> _What to work on_
All entries shown below must be given again word for word.

■ ■ ■ ■ ■

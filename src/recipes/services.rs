use anyhow::Context;
use tracing::{debug, error, info, warn};
use uuid::Uuid;

use super::repo_types::{NewRecipe, Recipe};
use crate::{error::ApiError, state::AppState};

/// Title used when the model output has no non-blank line at all.
pub const FALLBACK_TITLE: &str = "simple recipe";

pub fn build_prompt(ingredients: &[String]) -> String {
    format!(
        "You are a friendly cooking assistant.
Using ONLY these ingredients: {}, plus basics like salt, oil, and water,
create a very simple recipe.

Include:
- A short title
- A 1–2 line description
- Ingredients list
- 4–6 very simple steps
",
        ingredients.join(", ")
    )
}

#[derive(Debug, Clone, PartialEq, Eq)]
pub struct ParsedRecipe {
    pub title: String,
    pub recipe_text: String,
}

/// First non-blank line is the title, the remaining non-blank lines
/// (trimmed) joined by `\n` are the body. Best effort: output without a
/// clean leading title line is stored as-is.
pub fn split_title_and_body(raw: &str) -> ParsedRecipe {
    let mut lines = raw
        .trim()
        .split('\n')
        .map(str::trim)
        .filter(|l| !l.is_empty());

    let title = lines.next().unwrap_or(FALLBACK_TITLE).to_string();
    let recipe_text = lines.collect::<Vec<_>>().join("\n");
    ParsedRecipe { title, recipe_text }
}

pub fn encode_ingredients(ingredients: &[String]) -> anyhow::Result<String> {
    serde_json::to_string(ingredients).context("encode ingredients")
}

/// Reads the stored `ingredients` column. Accepts a JSON array, a JSON
/// string wrapping a JSON array, and otherwise keeps the raw text as the
/// only entry.
pub fn decode_ingredients(raw: &str) -> Vec<String> {
    if let Ok(list) = serde_json::from_str::<Vec<String>>(raw) {
        return list;
    }
    if let Ok(inner) = serde_json::from_str::<String>(raw) {
        if let Ok(list) = serde_json::from_str::<Vec<String>>(&inner) {
            return list;
        }
    }
    let raw = raw.trim();
    if raw.is_empty() {
        return Vec::new();
    }
    warn!(raw = %raw, "stored ingredients are not a JSON array");
    vec![raw.to_string()]
}

/// Prompt the provider, split its answer and write exactly one row.
///
/// `user_id` is only parsed when the row is written, so an id that is not a
/// UUID fails like any other rejected insert.
pub async fn generate_and_save(
    state: &AppState,
    user_id: &str,
    ingredients: Vec<String>,
) -> Result<Recipe, ApiError> {
    let prompt = build_prompt(&ingredients);

    let raw = state.completions.complete(&prompt).await.map_err(|e| {
        error!(error = %e, %user_id, model = state.completions.model(), "completion failed");
        ApiError::Internal(e.into())
    })?;
    debug!(%user_id, response_len = raw.len(), "completion received");

    let parsed = split_title_and_body(&raw);
    let encoded = encode_ingredients(&ingredients)?;

    let user_id = Uuid::parse_str(user_id).map_err(|e| {
        error!(error = %e, %user_id, "user_id is not a uuid");
        ApiError::SaveFailed(anyhow::Error::new(e).context("parse user_id"))
    })?;

    let recipe = state
        .recipes
        .insert(NewRecipe {
            user_id,
            title: parsed.title,
            ingredients: encoded,
            recipe_text: parsed.recipe_text,
        })
        .await
        .map_err(|e| {
            error!(error = %e, %user_id, "insert recipe failed");
            ApiError::SaveFailed(e)
        })?;

    info!(recipe_id = %recipe.id, %user_id, "recipe generated and saved");
    Ok(recipe)
}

■ ■ ■ ■ ■

> _Output below_
filename src/recipes/services.rs
use anyhow::Context;
use tracing::{debug, error, info, warn};
use uuid::Uuid;

use super::repo_types::{NewRecipe, Recipe};
use crate::{error::ApiError, state::AppState};

/// Title used when the model output has no non-blank line at all.
pub const FALLBACK_TITLE: &str = "simple recipe";

pub fn build_prompt(ingredients: &[String]) -> String {
    format!(
        "You are a friendly cooking assistant.
Using ONLY these ingredients: {}, plus basics like salt, oil, and water,
create a very simple recipe.

Include:
- A short title
- A 1–2 line description
- Ingredients list
- 4–6 very simple steps
",
        ingredients.join(", ")
    )
}

#[derive(Debug, Clone, PartialEq, Eq)]
pub struct ParsedRecipe {
    pub title: String,
    pub recipe_text: String,
}

/// First non-blank line is the title, the remaining non-blank lines
/// (trimmed) joined by `\n` are the body. Best effort: output without a
/// clean leading title line is stored as-is.
pub fn split_title_and_body(raw: &str) -> ParsedRecipe {
    let mut lines = raw
        .trim()
        .split('\n')
        .map(str::trim)
        .filter(|l| !l.is_empty());

    let title = lines.next().unwrap_or(FALLBACK_TITLE).to_string();
    let recipe_text = lines.collect::<Vec<_>>().join("\n");
    ParsedRecipe { title, recipe_text }
}

pub fn encode_ingredients(ingredients: &[String]) -> anyhow::Result<String> {
    serde_json::to_string(ingredients).context("encode ingredients")
}

/// Reads the stored `ingredients` column. Accepts a JSON array, a JSON
/// string wrapping a JSON array, and otherwise keeps the raw text as the
/// only entry.
pub fn decode_ingredients(raw: &str) -> Vec<String> {
    if let Ok(list) = serde_json::from_str::<Vec<String>>(raw) {
        return list;
    }
    if let Ok(inner) = serde_json::from_str::<String>(raw) {
        if let Ok(list) = serde_json::from_str::<Vec<String>>(&inner) {
            return list;
        }
    }
    let raw = raw.trim();
    if raw.is_empty() {
        return Vec::new();
    }
    warn!(raw = %raw, "stored ingredients are not a JSON array");
    vec![raw.to_string()]
}

/// Prompt the provider, split its answer and write exactly one row.
///
/// `user_id` is only parsed when the row is written, so an id that is not a
/// UUID fails like any other rejected insert.
pub async fn generate_and_save(
    state: &AppState,
    user_id: &str,
    ingredients: Vec<String>,
) -> Result<Recipe, ApiError> {
    let prompt = build_prompt(&ingredients);

    let raw = state.completions.complete(&prompt).await.map_err(|e| {
        error!(error = %e, %user_id, model = state.completions.model(), "completion failed");
        ApiError::Internal(e.into())
    })?;
    debug!(%user_id, response_len = raw.len(), "completion received");

    let parsed = split_title_and_body(&raw);
    let encoded = encode_ingredients(&ingredients)?;

    let user_id = Uuid::parse_str(user_id).map_err(|e| {
        error!(error = %e, %user_id, "user_id is not a uuid");
        ApiError::SaveFailed(anyhow::Error::new(e).context("parse user_id"))
    })?;

    let recipe = state
        .recipes
        .insert(NewRecipe {
            user_id,
            title: parsed.title,
            ingredients: encoded,
            recipe_text: parsed.recipe_text,
        })
        .await
        .map_err(|e| {
            error!(error = %e, %user_id, "insert recipe failed");
            ApiError::SaveFailed(e)
        })?;

    info!(recipe_id = %recipe.id, %user_id, "recipe generated and saved");
    Ok(recipe)
}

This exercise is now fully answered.